There comes a time in every middle-aged, middle-class Briton’s life when the question has to be asked: yoga, Pilates, or both? And it’s not just this cramped corner of the globe that’s obsessed with stretching – almost any affluent society comes with its own burgeoning class of personal trainers, mixed martial arts specialists, masseurs, and assorted other professional palpers, prodders, and whip-crackers – together with any number of other variations on that hoary old favourite: the PE instructor.
Under neoliberal conditions, of course, our bodies are at best instruments, at worst commodities, and for the most part: both. Whereas in totalitarian regimes they belong to the state. North Koreans and Chinese turn out for synchronised calisthenics as a matter of course – we attend expensive classes, or one-on-one sessions: they do it for free, in the road and en masse.
The key issue here is discipline: they’re so regimented already, a little more marching is simply par for the course. Whereas we’re so lax and wayward, the only way we can stomach the necessary measures to fend off morbid obesity is by paying through the nose. And then, as we adopt the downward-facing dog position, putting it in someone else’s arse, while an angry millennial with threaded eyebrows and a bleached blond feather-cut hisses at us to breathe.
Why angry? Because there’s no one angrier and more uptight than a westerner who practices a philosophy based on bodily attunement and the renunciation of desire. Yes, yes, I know – yoga, together with a lot of eastern systems of physical training, can be completely divorced from any religious context, but this is the vector by which it reached us, and the reason why it appeals to people who really want to disembowel others, rather than teach them to flex their pelvic floor.
As part of the general reassessment of cultural influence in the postcolonial era, yoga instructors from South Asia have complained about these angry occidental instructors – which is fair enough: the one time I was instructed in yoga by an actual Sinhalese Buddhist monk it was completely different. Bhande carried with him at all times his catechism: an ancient, wood-covered copy of the Diamond Sutra in Pali.
There were no wind chimes or electro-incense burners – no beige drawstring pantaloons, or ankhs-on-a-thong, either. He told us very ordinary-looking middle-class, middle-aged folk what to do – we did it. Pronto.
Why? Because he radiated calm, humour, and self-possession. There’s that, and I suppose another factor was all the people present had made the decision to go on a spiritual retreat, and were following appropriate rules: no impure thoughts, no intoxicants, no meat, no talking, and obviously no crimes, either violent or pecuniary.
I found almost all of these easy enough to follow, given we were plotted up on a remote Hebridean island – with the exception of the impure thoughts: Bhande was just so beautifully copper-brown and bouncy: whenever he leapt up in the air as part of his yoga instruction, his robe fell open and I could see his smooth, round breasts.
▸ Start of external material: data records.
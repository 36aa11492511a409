//! Where prompt items come from: a fixed list, a list fetched once, or a
//! remote search repeated (debounced) for every filter.

use std::cell::{Cell, RefCell};
use std::time::Duration;

use tracing::{debug, trace};

use super::{ListItem, PromptItem, filter_matches, parse_prompt_items};
use crate::error::Result;

pub const REMOTE_DEBOUNCE: Duration = Duration::from_millis(200);

/// Answers filter strings with menu rows and maps rows back to items.
#[allow(async_fn_in_trait)]
pub trait PromptSource {
    /// `None` means a newer request superseded this one.
    async fn build_list_items(&self, filter: &str) -> Result<Option<Vec<ListItem>>>;

    fn prompt_item_for(&self, item: &ListItem) -> Option<PromptItem>;
}

/// Fetches prompt item markup from a URL.
#[allow(async_fn_in_trait)]
pub trait PromptFetcher {
    async fn fetch(&self, url: &str) -> Result<String>;
}

fn filtered(items: &[PromptItem], filter: &str) -> Vec<ListItem> {
    items
        .iter()
        .enumerate()
        .filter(|(_, item)| filter_matches(&item.search, filter))
        .map(|(id, item)| ListItem::from_prompt_item(id, item))
        .collect()
}

/// Items known up front.
#[derive(Clone, Debug, Default)]
pub struct InlineSource {
    items: Vec<PromptItem>,
}

impl InlineSource {
    pub fn new(items: Vec<PromptItem>) -> Self {
        Self { items }
    }

    pub fn from_markup(source: &str) -> Result<Self> {
        Ok(Self::new(parse_prompt_items(source)?))
    }
}

impl PromptSource for InlineSource {
    async fn build_list_items(&self, filter: &str) -> Result<Option<Vec<ListItem>>> {
        Ok(Some(filtered(&self.items, filter)))
    }

    fn prompt_item_for(&self, item: &ListItem) -> Option<PromptItem> {
        self.items.get(item.id).cloned()
    }
}

/// Fetches the whole list on first use and filters locally afterwards.
#[derive(Debug)]
pub struct DeferredSource<F> {
    url: String,
    fetcher: F,
    items: RefCell<Option<Vec<PromptItem>>>,
}

impl<F: PromptFetcher> DeferredSource<F> {
    pub fn new(url: impl Into<String>, fetcher: F) -> Self {
        Self {
            url: url.into(),
            fetcher,
            items: RefCell::new(None),
        }
    }
}

impl<F: PromptFetcher> PromptSource for DeferredSource<F> {
    async fn build_list_items(&self, filter: &str) -> Result<Option<Vec<ListItem>>> {
        if self.items.borrow().is_none() {
            let markup = self.fetcher.fetch(&self.url).await?;
            let items = parse_prompt_items(&markup)?;
            debug!(url = %self.url, items = items.len(), "loaded prompt items");
            self.items.replace(Some(items));
        }
        let items = self.items.borrow();
        Ok(Some(filtered(items.as_deref().unwrap_or_default(), filter)))
    }

    fn prompt_item_for(&self, item: &ListItem) -> Option<PromptItem> {
        self.items.borrow().as_ref()?.get(item.id).cloned()
    }
}

/// Asks the server for every filter, after a quiet period. Only the most
/// recent request of a burst gets through.
#[derive(Debug)]
pub struct RemoteSource<F> {
    url: String,
    fetcher: F,
    debounce: Duration,
    generation: Cell<u64>,
    items: RefCell<Vec<PromptItem>>,
}

impl<F: PromptFetcher> RemoteSource<F> {
    pub fn new(url: impl Into<String>, fetcher: F) -> Self {
        Self {
            url: url.into(),
            fetcher,
            debounce: REMOTE_DEBOUNCE,
            generation: Cell::new(0),
            items: RefCell::new(Vec::new()),
        }
    }

    pub fn with_debounce(mut self, debounce: Duration) -> Self {
        self.debounce = debounce;
        self
    }

    /// The source URL with `filter` added to its query string.
    pub fn url_for(&self, filter: &str) -> String {
        let query = url::form_urlencoded::Serializer::new(String::new())
            .append_pair("filter", filter)
            .finish();
        let separator = if self.url.contains('?') { '&' } else { '?' };
        format!("{}{separator}{query}", self.url)
    }
}

impl<F: PromptFetcher> PromptSource for RemoteSource<F> {
    async fn build_list_items(&self, filter: &str) -> Result<Option<Vec<ListItem>>> {
        let generation = self.generation.get() + 1;
        self.generation.set(generation);
        tokio::time::sleep(self.debounce).await;
        if self.generation.get() != generation {
            trace!(filter, "remote prompt request superseded");
            return Ok(None);
        }

        let markup = self.fetcher.fetch(&self.url_for(filter)).await?;
        if self.generation.get() != generation {
            return Ok(None);
        }
        let items = parse_prompt_items(&markup)?;
        let rows = items
            .iter()
            .enumerate()
            .map(|(id, item)| ListItem::from_prompt_item(id, item))
            .collect();
        self.items.replace(items);
        Ok(Some(rows))
    }

    fn prompt_item_for(&self, item: &ListItem) -> Option<PromptItem> {
        self.items.borrow().get(item.id).cloned()
    }
}

#[cfg(test)]
mod tests {
    use super::*;

    struct CountingFetcher {
        calls: RefCell<Vec<String>>,
        body: String,
    }

    impl CountingFetcher {
        fn new(body: &str) -> Self {
            Self {
                calls: RefCell::new(Vec::new()),
                body: body.to_string(),
            }
        }
    }

    impl PromptFetcher for &CountingFetcher {
        async fn fetch(&self, url: &str) -> Result<String> {
            self.calls.borrow_mut().push(url.to_string());
            Ok(self.body.clone())
        }
    }

    const ITEMS: &str = r#"<prompt-item search="Ana"><template type="editor">Ana</template></prompt-item><prompt-item search="Bob"><template type="editor">Bob</template></prompt-item>"#;

    #[tokio::test]
    async fn inline_source_filters_locally() {
        let source = InlineSource::from_markup(ITEMS).unwrap();
        let rows = source.build_list_items("an").await.unwrap().unwrap();
        assert_eq!(rows.len(), 1);
        assert_eq!(source.prompt_item_for(&rows[0]).unwrap().search, "Ana");
    }

    #[tokio::test]
    async fn deferred_source_fetches_once() {
        let fetcher = CountingFetcher::new(ITEMS);
        let source = DeferredSource::new("/people", &fetcher);
        assert_eq!(source.build_list_items("").await.unwrap().unwrap().len(), 2);
        assert_eq!(source.build_list_items("b").await.unwrap().unwrap().len(), 1);
        assert_eq!(fetcher.calls.borrow().as_slice(), ["/people"]);
    }

    #[tokio::test(start_paused = true)]
    async fn remote_source_only_fetches_the_last_filter() {
        let fetcher = CountingFetcher::new(ITEMS);
        let source = RemoteSource::new("/people?limit=5", &fetcher);
        let (first, second, third) = tokio::join!(
            source.build_list_items("a"),
            source.build_list_items("an"),
            source.build_list_items("ana"),
        );
        assert_eq!(first.unwrap(), None);
        assert_eq!(second.unwrap(), None);
        assert_eq!(third.unwrap().unwrap().len(), 2);
        assert_eq!(
            fetcher.calls.borrow().as_slice(),
            ["/people?limit=5&filter=ana"]
        );
    }

    #[test]
    fn remote_url_gets_an_encoded_filter() {
        let fetcher = CountingFetcher::new("");
        let source = RemoteSource::new("/people", &fetcher);
        assert_eq!(source.url_for("a b&c"), "/people?filter=a+b%26c");
    }
}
After a few days of this I felt I had to fess up to him – so went to find him after the three-hour afternoon meditation session. I found him in the communal dining room, where wraith-like figures of a certain age (the permanent members of this Buddhist monastic community), wafted about carrying huge bowls of rice and vegetables, propelled by their own suppressed anger and unrestrained afflatus. I laid my lust on Bhande, who was shovelling up a hayrick-sized portion of bean sprouts, and he just laughed… and laughed…
And laughed some more. Which was surely the right response, and proof-positive that it’s precisely the elimination of the religious element from yoga that turns the happy baby pose into a disturbing paedophile one. What to do? Obviously, shift over to Pilates, which was developed by its eponymous creator in an internment camp on the Isle of Man during the first world war.
Yes, Pilates is really S&M yoga for the angry westerner – and all western yoga teachers should be retrained accordingly. Pilates’s alternative name for his system of pulling and pushing our wanting flesh, was “contrology”, while the principal apparatus he devised – one which is still in use today – he dubbed “the reformer”.
So, plenty of aggressivity actually built in from the get-go, and no need for that worrying degree of repression that – combined with an economic system that pits downward-facing dog against downward-facing dog – effectively weaponises overly-limber westerners, rendering them far more dangerous than those duff missiles Kim Jong Un’s regime keeps launching.